What you will do: Take the entries below and print, exactly, the stretch from the line containing "let start = prefix" through the line containing "fn char_window_after(body: &str, start: usize, max_chars: usize)", both included.

[[ Records supplied open ]]

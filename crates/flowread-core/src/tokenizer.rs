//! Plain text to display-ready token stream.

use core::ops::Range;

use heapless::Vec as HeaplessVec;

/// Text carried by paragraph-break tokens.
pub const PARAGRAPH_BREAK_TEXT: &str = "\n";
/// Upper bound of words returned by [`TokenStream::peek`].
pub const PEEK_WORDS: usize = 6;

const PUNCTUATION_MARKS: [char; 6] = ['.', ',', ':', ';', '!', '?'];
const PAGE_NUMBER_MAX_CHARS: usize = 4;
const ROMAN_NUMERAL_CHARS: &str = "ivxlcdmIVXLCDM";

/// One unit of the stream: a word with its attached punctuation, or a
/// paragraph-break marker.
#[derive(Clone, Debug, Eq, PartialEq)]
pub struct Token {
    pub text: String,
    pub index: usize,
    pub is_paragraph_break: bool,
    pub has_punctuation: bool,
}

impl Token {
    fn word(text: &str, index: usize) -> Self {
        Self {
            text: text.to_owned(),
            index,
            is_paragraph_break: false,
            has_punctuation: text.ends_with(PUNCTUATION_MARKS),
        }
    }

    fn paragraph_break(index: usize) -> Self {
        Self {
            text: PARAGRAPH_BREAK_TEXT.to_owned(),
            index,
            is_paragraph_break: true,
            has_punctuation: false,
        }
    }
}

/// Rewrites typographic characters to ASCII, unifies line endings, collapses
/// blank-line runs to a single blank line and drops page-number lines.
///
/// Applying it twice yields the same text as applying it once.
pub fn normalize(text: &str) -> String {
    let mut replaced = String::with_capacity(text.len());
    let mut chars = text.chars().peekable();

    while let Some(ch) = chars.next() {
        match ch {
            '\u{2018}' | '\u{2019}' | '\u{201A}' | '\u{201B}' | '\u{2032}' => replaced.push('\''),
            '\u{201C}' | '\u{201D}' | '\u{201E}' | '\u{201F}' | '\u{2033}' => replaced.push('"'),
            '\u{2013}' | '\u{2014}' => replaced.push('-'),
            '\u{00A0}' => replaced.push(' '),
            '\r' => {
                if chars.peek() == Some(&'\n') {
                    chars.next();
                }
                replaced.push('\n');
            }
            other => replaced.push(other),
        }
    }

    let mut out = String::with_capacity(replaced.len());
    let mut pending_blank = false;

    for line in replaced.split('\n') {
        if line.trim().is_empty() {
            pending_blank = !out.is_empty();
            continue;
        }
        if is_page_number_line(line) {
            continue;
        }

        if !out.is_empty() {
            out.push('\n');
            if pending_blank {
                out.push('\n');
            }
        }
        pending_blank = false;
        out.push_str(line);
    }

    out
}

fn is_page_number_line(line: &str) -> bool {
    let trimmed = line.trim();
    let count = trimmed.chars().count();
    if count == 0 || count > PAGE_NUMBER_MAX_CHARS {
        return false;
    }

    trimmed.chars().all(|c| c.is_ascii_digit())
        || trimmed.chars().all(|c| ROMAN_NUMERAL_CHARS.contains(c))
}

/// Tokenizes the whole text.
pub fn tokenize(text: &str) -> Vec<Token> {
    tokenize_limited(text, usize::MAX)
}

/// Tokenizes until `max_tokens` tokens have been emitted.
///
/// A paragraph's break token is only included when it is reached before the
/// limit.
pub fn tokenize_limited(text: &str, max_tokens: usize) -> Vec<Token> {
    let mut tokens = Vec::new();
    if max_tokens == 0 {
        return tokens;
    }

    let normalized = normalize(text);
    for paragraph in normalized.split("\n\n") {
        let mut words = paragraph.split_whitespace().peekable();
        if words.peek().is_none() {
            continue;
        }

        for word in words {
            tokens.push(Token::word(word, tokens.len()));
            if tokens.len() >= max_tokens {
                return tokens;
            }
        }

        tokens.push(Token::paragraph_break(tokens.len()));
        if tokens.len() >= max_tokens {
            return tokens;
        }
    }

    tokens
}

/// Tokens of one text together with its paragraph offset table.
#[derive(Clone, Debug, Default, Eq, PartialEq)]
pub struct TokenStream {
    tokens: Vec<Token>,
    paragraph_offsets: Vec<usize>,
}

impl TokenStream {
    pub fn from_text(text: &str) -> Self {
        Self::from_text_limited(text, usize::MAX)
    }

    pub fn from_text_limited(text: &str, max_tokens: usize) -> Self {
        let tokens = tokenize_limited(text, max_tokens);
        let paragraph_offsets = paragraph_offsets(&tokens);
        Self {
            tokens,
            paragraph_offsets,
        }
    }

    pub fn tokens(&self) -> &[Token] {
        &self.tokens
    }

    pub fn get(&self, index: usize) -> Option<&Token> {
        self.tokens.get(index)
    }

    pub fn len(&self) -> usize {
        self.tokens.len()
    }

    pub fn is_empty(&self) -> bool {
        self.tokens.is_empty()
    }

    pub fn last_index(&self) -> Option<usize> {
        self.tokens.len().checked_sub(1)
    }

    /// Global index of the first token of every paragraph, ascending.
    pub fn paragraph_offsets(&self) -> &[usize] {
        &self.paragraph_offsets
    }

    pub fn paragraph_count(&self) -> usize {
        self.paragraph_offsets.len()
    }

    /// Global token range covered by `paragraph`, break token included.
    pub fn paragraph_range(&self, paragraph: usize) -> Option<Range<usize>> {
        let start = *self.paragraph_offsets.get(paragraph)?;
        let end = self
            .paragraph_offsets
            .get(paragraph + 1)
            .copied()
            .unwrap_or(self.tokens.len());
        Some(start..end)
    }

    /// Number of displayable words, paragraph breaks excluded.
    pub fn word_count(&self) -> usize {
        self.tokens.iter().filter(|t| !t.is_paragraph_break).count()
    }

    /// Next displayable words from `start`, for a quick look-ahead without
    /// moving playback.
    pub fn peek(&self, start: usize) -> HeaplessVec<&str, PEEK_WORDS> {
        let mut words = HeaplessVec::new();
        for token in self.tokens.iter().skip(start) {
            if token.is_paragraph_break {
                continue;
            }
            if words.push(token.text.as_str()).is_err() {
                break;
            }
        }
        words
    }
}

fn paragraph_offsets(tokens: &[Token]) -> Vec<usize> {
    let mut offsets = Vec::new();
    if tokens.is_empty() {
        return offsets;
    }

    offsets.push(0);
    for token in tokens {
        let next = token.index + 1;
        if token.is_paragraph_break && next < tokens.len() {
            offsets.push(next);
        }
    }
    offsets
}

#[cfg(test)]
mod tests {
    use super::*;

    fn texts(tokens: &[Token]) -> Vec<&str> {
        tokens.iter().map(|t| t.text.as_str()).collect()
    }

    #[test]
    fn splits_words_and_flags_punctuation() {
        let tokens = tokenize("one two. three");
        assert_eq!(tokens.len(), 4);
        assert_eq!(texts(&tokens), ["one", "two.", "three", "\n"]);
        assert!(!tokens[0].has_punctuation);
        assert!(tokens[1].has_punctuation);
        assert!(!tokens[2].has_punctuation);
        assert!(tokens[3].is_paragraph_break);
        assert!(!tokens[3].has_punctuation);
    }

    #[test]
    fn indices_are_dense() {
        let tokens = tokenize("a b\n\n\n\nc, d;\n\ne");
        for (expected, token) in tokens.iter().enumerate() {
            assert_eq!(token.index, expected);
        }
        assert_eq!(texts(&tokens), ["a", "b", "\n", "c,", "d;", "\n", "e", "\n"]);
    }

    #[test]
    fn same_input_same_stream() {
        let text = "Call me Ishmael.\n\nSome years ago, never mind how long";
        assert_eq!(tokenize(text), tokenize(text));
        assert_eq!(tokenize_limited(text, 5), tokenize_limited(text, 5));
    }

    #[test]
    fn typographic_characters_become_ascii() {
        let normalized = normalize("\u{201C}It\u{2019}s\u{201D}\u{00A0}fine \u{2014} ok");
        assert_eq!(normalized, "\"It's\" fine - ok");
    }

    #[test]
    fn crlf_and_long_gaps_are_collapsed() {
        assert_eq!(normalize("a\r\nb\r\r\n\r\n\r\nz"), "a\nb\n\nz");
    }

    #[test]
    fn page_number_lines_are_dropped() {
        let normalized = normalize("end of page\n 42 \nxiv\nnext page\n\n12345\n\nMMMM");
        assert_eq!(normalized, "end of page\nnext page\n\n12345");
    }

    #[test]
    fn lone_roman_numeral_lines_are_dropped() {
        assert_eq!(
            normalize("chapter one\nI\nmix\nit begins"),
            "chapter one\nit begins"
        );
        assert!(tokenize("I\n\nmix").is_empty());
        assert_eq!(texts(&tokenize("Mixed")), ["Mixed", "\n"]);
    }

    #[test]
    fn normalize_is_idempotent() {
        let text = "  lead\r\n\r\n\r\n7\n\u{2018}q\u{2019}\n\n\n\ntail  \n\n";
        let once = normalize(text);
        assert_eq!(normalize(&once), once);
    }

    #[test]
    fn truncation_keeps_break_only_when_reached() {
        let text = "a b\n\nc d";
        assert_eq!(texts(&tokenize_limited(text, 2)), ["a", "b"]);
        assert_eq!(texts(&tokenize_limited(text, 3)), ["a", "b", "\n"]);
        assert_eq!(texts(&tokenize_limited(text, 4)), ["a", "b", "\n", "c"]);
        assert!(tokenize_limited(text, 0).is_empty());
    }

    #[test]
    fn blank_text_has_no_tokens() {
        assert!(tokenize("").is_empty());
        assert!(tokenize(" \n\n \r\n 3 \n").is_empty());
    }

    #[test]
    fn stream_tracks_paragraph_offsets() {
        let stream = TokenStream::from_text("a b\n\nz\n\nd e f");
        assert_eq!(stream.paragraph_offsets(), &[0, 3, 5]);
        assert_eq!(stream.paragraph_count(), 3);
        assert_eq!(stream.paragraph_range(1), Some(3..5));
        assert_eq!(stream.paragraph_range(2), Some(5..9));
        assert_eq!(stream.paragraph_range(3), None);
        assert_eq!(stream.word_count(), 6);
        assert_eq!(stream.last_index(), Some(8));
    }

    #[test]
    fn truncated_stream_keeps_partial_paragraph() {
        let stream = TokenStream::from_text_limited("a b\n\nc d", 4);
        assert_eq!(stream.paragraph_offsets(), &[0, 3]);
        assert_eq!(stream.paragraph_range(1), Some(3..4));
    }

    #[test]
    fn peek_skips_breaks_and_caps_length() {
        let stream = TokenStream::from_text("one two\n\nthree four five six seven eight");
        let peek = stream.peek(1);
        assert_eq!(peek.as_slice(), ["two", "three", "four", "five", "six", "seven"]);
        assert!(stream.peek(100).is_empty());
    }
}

[[ Records supplied closed ]]
[[ Records supplied open ]]

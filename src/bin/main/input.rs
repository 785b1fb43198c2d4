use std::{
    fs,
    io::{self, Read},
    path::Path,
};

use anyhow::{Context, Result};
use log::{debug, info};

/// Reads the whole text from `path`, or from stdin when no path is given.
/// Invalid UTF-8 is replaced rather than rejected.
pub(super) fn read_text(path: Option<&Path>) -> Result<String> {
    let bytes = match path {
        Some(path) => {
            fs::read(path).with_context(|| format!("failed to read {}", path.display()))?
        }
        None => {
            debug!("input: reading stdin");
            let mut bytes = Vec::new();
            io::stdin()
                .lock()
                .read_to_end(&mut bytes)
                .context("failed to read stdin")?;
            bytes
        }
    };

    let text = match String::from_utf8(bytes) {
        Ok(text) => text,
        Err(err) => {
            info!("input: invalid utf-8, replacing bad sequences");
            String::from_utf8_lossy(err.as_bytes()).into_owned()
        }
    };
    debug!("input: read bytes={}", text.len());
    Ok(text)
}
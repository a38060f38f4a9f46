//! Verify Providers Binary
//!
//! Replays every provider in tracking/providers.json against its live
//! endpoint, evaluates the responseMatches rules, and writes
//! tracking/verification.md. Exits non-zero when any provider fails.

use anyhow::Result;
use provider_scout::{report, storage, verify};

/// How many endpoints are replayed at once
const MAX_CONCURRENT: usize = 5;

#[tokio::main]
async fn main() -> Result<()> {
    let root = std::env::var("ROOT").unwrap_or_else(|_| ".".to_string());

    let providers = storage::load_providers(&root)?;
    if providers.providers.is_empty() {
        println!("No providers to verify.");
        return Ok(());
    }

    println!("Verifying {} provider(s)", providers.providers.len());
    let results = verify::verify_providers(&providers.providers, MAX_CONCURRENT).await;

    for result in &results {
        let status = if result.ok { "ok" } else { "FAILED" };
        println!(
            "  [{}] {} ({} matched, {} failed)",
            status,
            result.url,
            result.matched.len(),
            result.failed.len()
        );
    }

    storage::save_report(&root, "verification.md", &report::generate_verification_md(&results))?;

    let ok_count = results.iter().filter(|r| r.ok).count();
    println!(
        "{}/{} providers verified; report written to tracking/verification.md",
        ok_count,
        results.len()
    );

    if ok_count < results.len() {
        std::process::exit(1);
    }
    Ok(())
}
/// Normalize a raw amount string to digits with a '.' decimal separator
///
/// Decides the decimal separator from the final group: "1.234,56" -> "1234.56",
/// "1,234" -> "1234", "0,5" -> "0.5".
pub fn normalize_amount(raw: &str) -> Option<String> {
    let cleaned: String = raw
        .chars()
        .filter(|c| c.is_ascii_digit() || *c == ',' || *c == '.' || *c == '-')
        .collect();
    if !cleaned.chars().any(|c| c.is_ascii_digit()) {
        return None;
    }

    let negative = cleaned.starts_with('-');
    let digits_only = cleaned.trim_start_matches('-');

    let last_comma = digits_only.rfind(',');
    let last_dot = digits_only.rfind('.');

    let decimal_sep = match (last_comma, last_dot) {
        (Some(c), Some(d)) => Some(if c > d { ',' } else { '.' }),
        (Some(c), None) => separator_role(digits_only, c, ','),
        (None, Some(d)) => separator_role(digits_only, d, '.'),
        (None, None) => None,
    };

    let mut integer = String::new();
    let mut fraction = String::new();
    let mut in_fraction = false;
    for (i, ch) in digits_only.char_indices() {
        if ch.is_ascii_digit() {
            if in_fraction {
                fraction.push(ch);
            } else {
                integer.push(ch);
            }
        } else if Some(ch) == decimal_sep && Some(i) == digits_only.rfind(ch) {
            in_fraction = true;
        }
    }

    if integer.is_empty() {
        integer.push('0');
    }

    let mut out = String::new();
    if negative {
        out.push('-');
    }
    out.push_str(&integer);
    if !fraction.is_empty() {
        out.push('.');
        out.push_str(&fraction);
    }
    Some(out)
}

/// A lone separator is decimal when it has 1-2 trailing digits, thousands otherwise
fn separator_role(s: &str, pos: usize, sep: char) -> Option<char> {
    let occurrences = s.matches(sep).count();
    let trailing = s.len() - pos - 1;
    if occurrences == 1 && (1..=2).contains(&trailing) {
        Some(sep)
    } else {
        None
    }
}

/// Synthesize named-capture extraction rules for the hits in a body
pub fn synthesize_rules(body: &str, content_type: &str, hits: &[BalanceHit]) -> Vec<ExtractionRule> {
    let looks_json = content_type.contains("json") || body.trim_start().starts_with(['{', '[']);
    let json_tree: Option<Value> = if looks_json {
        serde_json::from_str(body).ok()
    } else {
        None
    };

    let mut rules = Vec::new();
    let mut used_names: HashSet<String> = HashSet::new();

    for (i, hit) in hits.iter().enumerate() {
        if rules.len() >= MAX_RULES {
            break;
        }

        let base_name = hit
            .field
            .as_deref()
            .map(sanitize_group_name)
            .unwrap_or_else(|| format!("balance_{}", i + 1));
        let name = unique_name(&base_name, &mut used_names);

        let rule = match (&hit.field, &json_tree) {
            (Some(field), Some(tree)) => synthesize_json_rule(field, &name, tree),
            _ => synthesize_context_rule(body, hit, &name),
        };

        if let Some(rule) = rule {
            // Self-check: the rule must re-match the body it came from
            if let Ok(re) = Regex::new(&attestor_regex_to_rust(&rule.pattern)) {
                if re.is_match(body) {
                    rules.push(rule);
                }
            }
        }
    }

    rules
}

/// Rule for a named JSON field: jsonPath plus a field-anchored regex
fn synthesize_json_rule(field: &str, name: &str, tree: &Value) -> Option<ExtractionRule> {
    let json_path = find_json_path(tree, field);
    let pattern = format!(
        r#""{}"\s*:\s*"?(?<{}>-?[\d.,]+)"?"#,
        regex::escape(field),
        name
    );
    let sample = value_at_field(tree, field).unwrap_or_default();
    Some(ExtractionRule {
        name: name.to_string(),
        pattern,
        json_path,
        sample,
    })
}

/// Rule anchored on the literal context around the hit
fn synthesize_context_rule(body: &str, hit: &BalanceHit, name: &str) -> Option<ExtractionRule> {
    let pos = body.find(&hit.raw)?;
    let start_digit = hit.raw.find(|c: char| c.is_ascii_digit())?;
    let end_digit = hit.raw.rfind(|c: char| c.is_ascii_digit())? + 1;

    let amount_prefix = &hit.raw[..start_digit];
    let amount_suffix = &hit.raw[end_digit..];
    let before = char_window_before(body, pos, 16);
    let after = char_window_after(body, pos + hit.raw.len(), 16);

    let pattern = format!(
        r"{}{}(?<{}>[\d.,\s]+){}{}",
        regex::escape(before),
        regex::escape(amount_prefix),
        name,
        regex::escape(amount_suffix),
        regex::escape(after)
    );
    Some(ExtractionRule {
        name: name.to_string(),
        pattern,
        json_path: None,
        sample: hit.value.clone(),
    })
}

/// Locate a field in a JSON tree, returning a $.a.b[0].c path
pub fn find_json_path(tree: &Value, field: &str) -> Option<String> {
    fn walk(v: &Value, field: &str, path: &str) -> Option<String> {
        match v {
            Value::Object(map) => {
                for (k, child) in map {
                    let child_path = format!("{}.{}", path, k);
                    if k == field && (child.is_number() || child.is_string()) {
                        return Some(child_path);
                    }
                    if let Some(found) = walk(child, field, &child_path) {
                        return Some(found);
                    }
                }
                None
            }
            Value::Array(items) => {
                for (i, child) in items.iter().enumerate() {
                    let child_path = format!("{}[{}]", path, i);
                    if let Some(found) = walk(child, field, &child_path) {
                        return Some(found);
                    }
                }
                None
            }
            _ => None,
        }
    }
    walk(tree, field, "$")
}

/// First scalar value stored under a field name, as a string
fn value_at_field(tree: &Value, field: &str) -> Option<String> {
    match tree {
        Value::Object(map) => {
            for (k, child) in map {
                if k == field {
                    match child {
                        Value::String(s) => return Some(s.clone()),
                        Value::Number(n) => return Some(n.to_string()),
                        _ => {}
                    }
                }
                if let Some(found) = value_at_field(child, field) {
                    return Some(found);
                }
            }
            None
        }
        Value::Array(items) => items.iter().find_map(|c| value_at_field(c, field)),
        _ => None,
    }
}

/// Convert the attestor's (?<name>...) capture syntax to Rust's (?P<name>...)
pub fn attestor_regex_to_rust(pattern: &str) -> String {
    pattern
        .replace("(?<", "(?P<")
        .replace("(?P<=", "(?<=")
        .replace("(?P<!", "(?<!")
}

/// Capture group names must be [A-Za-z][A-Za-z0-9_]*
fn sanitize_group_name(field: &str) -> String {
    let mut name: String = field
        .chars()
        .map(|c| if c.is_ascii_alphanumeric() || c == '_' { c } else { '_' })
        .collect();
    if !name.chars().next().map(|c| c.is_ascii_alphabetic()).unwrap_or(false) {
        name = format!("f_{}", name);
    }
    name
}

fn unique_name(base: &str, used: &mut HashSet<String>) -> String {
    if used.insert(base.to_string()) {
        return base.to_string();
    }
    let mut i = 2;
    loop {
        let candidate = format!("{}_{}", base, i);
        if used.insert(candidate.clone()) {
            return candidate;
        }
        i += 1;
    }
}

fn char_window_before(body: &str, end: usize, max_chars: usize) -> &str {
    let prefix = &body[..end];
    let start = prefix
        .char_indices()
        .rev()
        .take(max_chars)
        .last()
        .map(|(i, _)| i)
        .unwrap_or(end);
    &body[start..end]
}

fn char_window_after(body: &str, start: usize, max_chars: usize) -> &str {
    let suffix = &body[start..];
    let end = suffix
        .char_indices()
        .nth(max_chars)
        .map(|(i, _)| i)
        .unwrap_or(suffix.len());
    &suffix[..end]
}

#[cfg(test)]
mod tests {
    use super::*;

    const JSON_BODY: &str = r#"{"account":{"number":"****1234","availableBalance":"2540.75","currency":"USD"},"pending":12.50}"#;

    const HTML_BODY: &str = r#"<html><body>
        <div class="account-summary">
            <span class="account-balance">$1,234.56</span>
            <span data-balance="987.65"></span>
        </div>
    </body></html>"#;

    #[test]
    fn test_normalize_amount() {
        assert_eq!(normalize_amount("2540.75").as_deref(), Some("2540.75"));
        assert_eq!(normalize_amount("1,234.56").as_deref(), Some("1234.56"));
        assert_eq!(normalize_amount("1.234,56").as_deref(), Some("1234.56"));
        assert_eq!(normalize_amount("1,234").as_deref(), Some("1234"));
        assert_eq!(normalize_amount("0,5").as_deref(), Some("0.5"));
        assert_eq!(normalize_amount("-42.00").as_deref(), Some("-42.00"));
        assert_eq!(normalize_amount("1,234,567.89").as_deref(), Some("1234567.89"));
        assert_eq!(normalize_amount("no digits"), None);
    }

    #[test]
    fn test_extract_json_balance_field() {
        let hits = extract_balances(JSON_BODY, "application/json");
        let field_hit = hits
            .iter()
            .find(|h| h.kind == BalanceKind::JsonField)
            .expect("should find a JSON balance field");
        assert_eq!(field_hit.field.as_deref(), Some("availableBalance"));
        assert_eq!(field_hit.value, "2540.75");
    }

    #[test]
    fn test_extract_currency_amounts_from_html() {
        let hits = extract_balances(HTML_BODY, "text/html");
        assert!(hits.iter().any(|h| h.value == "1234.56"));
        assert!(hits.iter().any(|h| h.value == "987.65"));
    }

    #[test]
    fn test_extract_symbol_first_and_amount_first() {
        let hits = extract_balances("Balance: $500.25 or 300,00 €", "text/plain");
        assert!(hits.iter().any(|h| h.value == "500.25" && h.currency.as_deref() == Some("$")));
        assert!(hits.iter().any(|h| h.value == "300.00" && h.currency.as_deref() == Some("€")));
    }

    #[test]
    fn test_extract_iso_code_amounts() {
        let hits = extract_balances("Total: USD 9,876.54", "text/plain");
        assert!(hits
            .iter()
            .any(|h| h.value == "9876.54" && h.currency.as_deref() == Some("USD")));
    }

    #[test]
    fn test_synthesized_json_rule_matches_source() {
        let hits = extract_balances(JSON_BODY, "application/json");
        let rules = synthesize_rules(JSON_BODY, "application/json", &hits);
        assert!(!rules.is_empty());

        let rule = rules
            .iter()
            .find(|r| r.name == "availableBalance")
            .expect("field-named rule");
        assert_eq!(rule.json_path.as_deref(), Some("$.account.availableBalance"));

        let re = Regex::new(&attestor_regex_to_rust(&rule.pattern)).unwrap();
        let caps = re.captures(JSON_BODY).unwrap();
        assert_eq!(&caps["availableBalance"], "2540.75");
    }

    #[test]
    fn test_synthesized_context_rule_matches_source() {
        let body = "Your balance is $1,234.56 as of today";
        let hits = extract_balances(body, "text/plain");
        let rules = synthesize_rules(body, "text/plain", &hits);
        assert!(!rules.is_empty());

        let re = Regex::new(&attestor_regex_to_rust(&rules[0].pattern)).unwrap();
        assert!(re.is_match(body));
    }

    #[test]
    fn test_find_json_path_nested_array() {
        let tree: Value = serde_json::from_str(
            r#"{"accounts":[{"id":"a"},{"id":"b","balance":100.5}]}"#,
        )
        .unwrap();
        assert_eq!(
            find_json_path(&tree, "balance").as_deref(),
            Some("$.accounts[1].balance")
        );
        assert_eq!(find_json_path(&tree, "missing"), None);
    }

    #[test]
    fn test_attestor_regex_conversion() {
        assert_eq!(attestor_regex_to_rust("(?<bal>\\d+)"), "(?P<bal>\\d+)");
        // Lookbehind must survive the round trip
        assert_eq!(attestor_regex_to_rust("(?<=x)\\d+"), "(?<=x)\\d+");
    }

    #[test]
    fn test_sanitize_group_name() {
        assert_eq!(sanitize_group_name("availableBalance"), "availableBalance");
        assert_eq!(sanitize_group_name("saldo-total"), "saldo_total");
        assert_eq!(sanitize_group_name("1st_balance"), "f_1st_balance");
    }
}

[[ Records supplied closed ]]

Solution for this problem:
    let start = prefix
        .char_indices()
        .rev()
        .take(max_chars)
        .last()
        .map(|(i, _)| i)
        .unwrap_or(end);
    &body[start..end]
}

fn char_window_after(body: &str, start: usize, max_chars: usize) -> &str {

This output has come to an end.